Generally speaking, an individual should maintain blood pressure from 120/80 mm Hg.
Whenever blood pressure continuously registers at 130/80 mm Hg or above,
hypertension is frequently diagnosed. The exact origins are unknown, but factors that
accelerate its growth include obesity, high-stress levels, aging, increased sodium
intake, and decreased physical activity. Numerous organs and systems inside the body
can be significantly impacted by hypertension or high blood pressure. It can cause
several major health issues and diseases, including renal disease and stroke if left
unchecked and untreated. When it comes to the identification and treatment of
hypertension, or high blood pressure, machine learning can be an invaluable tool. It can
help medical practitioners with several procedures, such as risk evaluation, early
detection, and individualized care. Decision-support tools that provide treatment
suggestions based on the most recent medical research and patient-specific data are one
way that machine learning can help healthcare providers. This can assist physicians in
making better-informed choices regarding medication and lifestyle modifications.

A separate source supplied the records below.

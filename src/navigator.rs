//! Navigation cursor: owns the position in the item list and drives display
//! and neighbor prefetch on every move.
//!
//! Flow per move:
//!   1. resolve the new index, bail out if it did not change
//!   2. show the new target (prefetch hit, or classify + inline decode /
//!      transcode / stream)
//!   3. bump the generation, seed the opposite slot with the still we left,
//!      re-request both neighbors
//!
//! Everything here runs on the interactive thread. Only the directory scan
//! and the neighbor decodes run elsewhere.

use std::path::{Path, PathBuf};
use std::sync::Arc;
use std::time::Duration;

use rand::rngs::StdRng;
use rand::{Rng, SeedableRng};
use tracing::{debug, info, warn};

use crate::classify::{Classifier, MediaKind};
use crate::config::Config;
use crate::error::NavError;
use crate::host::PresentationHost;
use crate::preload::{
    DecodedImage, Direction, ImageDecoder, LoadOutcome, PrefetchCache, PrefetchTask, RgbaDecoder,
    SlotState,
};
use crate::scanner::{parent_dir, spawn_scan, ItemList, ScanHandle};
use crate::transcode::{FfmpegTranscoder, TranscodeCache, Transcoder};

pub struct Navigator<H> {
    config: Arc<Config>,
    classifier: Classifier,
    decoder: Arc<dyn ImageDecoder>,
    prefetch: PrefetchCache,
    transcode: TranscodeCache,
    host: H,

    target: PathBuf,
    items: Option<Arc<ItemList>>,
    scan: Option<ScanHandle>,
    index: usize,
    generation: u64,
    /// Still currently on screen, handed to the opposite slot when we leave it.
    shown: Option<Arc<DecodedImage>>,
    tasks: Vec<PrefetchTask>,
    rng: StdRng,
}

impl<H: PresentationHost> Navigator<H> {
    /// Navigator with the `image` decoder and the ffmpeg transcoder.
    pub fn new(config: Arc<Config>, host: H) -> Self {
        let transcoder = Arc::new(FfmpegTranscoder::from_config(&config));
        Self::with_parts(config, host, Arc::new(RgbaDecoder), transcoder)
    }

    pub fn with_parts(
        config: Arc<Config>,
        host: H,
        decoder: Arc<dyn ImageDecoder>,
        transcoder: Arc<dyn Transcoder>,
    ) -> Self {
        Navigator {
            classifier: Classifier::new(config.clone()),
            prefetch: PrefetchCache::new(config.clone(), decoder.clone()),
            transcode: TranscodeCache::new(config.clone(), transcoder),
            config,
            decoder,
            host,
            target: PathBuf::new(),
            items: None,
            scan: None,
            index: 0,
            generation: 0,
            shown: None,
            tasks: Vec::new(),
            rng: StdRng::from_entropy(),
        }
    }

    /// Fixed seed for the random jump.
    pub fn with_seed(mut self, seed: u64) -> Self {
        self.rng = StdRng::seed_from_u64(seed);
        self
    }

    // ── session ─────────────────────────────────────────────────────────

    /// Show `target` right away and start scanning its directory.
    pub fn open(&mut self, target: &Path) -> Result<(), NavError> {
        self.target = target.to_path_buf();
        self.items = None;
        self.index = 0;
        self.tasks.clear();
        self.prefetch.clear();
        self.scan = Some(spawn_scan(parent_dir(target), self.config.clone()));
        self.display_current()
    }

    /// Adopt a finished scan, if any. Never blocks. Returns whether a new
    /// list was taken.
    pub fn poll(&mut self) -> bool {
        let list = match self.scan.as_ref().and_then(ScanHandle::try_take) {
            Some(list) => list,
            None => return false,
        };
        self.scan = None;
        self.adopt(list);
        true
    }

    /// Like [`poll`](Self::poll) but waits up to `timeout` for the scan.
    pub fn wait_ready(&mut self, timeout: Duration) -> bool {
        let list = match self.scan.as_ref().and_then(|s| s.wait(timeout)) {
            Some(list) => list,
            None => return false,
        };
        self.scan = None;
        self.adopt(list);
        true
    }

    /// Re-read the directory in the background. The current list stays in
    /// use until the new one is adopted by `poll`.
    pub fn rescan(&mut self) {
        let dir = match &self.items {
            Some(items) => items.dir().to_path_buf(),
            None => parent_dir(&self.target),
        };
        self.scan = Some(spawn_scan(dir, self.config.clone()));
    }

    /// Take a scan result. When the target is not in it, the cursor lands
    /// on the clamped index (0 on first adoption) and that entry becomes the
    /// target and is shown.
    fn adopt(&mut self, list: Arc<ItemList>) {
        let found = list.position(&self.target);
        let index = match found {
            Some(i) => i,
            None if self.items.is_some() => self.index.min(list.len().saturating_sub(1)),
            None => 0,
        };
        info!(
            "nav: {} items in {}, cursor at {}",
            list.len(),
            list.dir().display(),
            index
        );
        self.index = index;
        let replacement = match found {
            Some(_) => None,
            None => list.get(index).map(|e| e.path.clone()),
        };
        self.items = Some(list);

        if let Some(path) = replacement {
            debug!(
                "nav: {} not listed, showing {}",
                self.target.display(),
                path.display()
            );
            self.target = path;
            if let Err(e) = self.display_current() {
                warn!("nav: {}", e);
            }
        }

        self.generation += 1;
        self.refresh_neighbors();
    }

    // ── commands ────────────────────────────────────────────────────────

    pub fn next(&mut self) -> Result<(), NavError> {
        self.move_to(self.index.saturating_add(1))
    }

    pub fn prev(&mut self) -> Result<(), NavError> {
        match self.index.checked_sub(1) {
            Some(i) => self.move_to(i),
            None => Ok(()),
        }
    }

    /// Move by `n`, stopping at either end of the list.
    pub fn skip_by(&mut self, n: isize) -> Result<(), NavError> {
        let index = if n < 0 {
            self.index.saturating_sub(n.unsigned_abs())
        } else {
            self.index.saturating_add(n as usize)
        };
        self.move_to(index)
    }

    pub fn first(&mut self) -> Result<(), NavError> {
        self.move_to(0)
    }

    pub fn last(&mut self) -> Result<(), NavError> {
        self.move_to(self.len().saturating_sub(1))
    }

    /// Jump to a uniformly drawn index. Landing on the current one shows it
    /// again.
    pub fn random(&mut self) -> Result<(), NavError> {
        if !self.is_ready() {
            return Ok(());
        }
        let index = self.rng.gen_range(0..self.len() as u64) as usize;
        if index == self.index {
            return self.display_current();
        }
        self.move_to(index)
    }

    /// Show the current target again. Allowed before the list is ready.
    pub fn reload(&mut self) -> Result<(), NavError> {
        self.display_current()
    }

    fn move_to(&mut self, index: usize) -> Result<(), NavError> {
        let items = match &self.items {
            Some(items) if !items.is_empty() => items.clone(),
            _ => return Ok(()),
        };
        let index = index.min(items.len() - 1);
        if index == self.index {
            return Ok(());
        }

        let direction = if index == self.index + 1 {
            Some(Direction::Next)
        } else if index + 1 == self.index {
            Some(Direction::Prev)
        } else {
            None
        };

        let left = std::mem::replace(&mut self.target, items.entries()[index].path.clone());
        let left_still = self.shown.take();
        self.index = index;

        let hit = direction.and_then(|d| self.prefetch.consume(d, self.generation, &self.target));
        let shown = match hit {
            Some(image) => {
                debug!("nav: prefetch hit {}", self.target.display());
                self.set_title();
                self.show_still(image);
                Ok(())
            }
            None => self.display_current(),
        };

        self.generation += 1;
        if let (Some(d), Some(image)) = (direction, left_still) {
            self.prefetch.seed(d.opposite(), self.generation, &left, image);
        }
        self.refresh_neighbors();
        shown
    }

    fn refresh_neighbors(&mut self) {
        let items = match &self.items {
            Some(items) => items.clone(),
            None => return,
        };
        self.tasks.retain(|t| !t.is_finished());

        let neighbors = [
            (Direction::Prev, self.index.checked_sub(1)),
            (Direction::Next, Some(self.index + 1)),
        ];
        for (direction, index) in neighbors {
            match index.and_then(|i| items.get(i)) {
                Some(entry) => {
                    if let Some(task) =
                        self.prefetch
                            .request_load(direction, &entry.path, self.generation)
                    {
                        self.tasks.push(task);
                    }
                }
                None => self.prefetch.invalidate(direction),
            }
        }
    }

    // ── display ─────────────────────────────────────────────────────────

    fn display_current(&mut self) -> Result<(), NavError> {
        self.shown = None;
        self.set_title();
        let path = self.target.clone();

        match self.classifier.classify(&path)? {
            MediaKind::StillImage => {
                let image = self.decoder.decode(&path)?;
                self.show_still(Arc::new(image));
            }
            MediaKind::AnimatedImage => {
                let playable = self.transcode.get(&path)?;
                self.host.display_video(&playable);
            }
            MediaKind::Video => {
                advise_willneed(&path);
                self.host.display_video(&path);
            }
        }
        Ok(())
    }

    fn show_still(&mut self, image: Arc<DecodedImage>) {
        self.shown = Some(image.clone());
        self.host.display_still(image);
    }

    fn set_title(&mut self) {
        let title = self
            .target
            .file_name()
            .unwrap_or(self.target.as_os_str())
            .to_string_lossy()
            .into_owned();
        self.host.set_title(&title);
    }

    // ── accessors ───────────────────────────────────────────────────────

    pub fn index(&self) -> usize {
        self.index
    }

    pub fn len(&self) -> usize {
        self.items.as_ref().map_or(0, |l| l.len())
    }

    pub fn is_empty(&self) -> bool {
        self.len() == 0
    }

    /// Navigation is enabled once a non-empty list has been adopted.
    pub fn is_ready(&self) -> bool {
        !self.is_empty()
    }

    pub fn generation(&self) -> u64 {
        self.generation
    }

    pub fn target(&self) -> &Path {
        &self.target
    }

    pub fn items(&self) -> Option<&ItemList> {
        self.items.as_deref()
    }

    pub fn slot(&self, direction: Direction) -> SlotState {
        self.prefetch.state(direction)
    }

    pub fn host(&self) -> &H {
        &self.host
    }

    pub fn host_mut(&mut self) -> &mut H {
        &mut self.host
    }

    /// Block until every outstanding neighbor decode has finished.
    pub fn wait_prefetch(&mut self) -> Vec<LoadOutcome> {
        self.tasks.drain(..).map(PrefetchTask::join).collect()
    }
}

/// Advise the OS to prefetch a file into the page cache (helps on network FS).
#[cfg(target_os = "linux")]
fn advise_willneed(path: &Path) {
    use std::os::unix::io::AsRawFd;
    if let Ok(f) = std::fs::File::open(path) {
        unsafe {
            libc::posix_fadvise(f.as_raw_fd(), 0, 0, libc::POSIX_FADV_WILLNEED);
        }
    }
}

#[cfg(not(target_os = "linux"))]
fn advise_willneed(_path: &Path) {}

Patients with hypertension can benefit from individualized therapy regimens designed
with the help of machine learning. A variety of machine learning algorithms are
available for the prediction of hypertension and related risk variables, including
decision trees (DT), Random Forests (RF), gradient boosting machines (GBM),
extreme gradient boosting (XG Boost), logistic regression (LR), and linear discriminant
analysis (LDA). The quality of the available dataset and the suitable technique are
critical to the effectiveness of machine learning in the detection and management of
hypertension.
Keywords: Feature scaling, Hypertension, Healthcare, Random forest, Risk assessment, Stroke.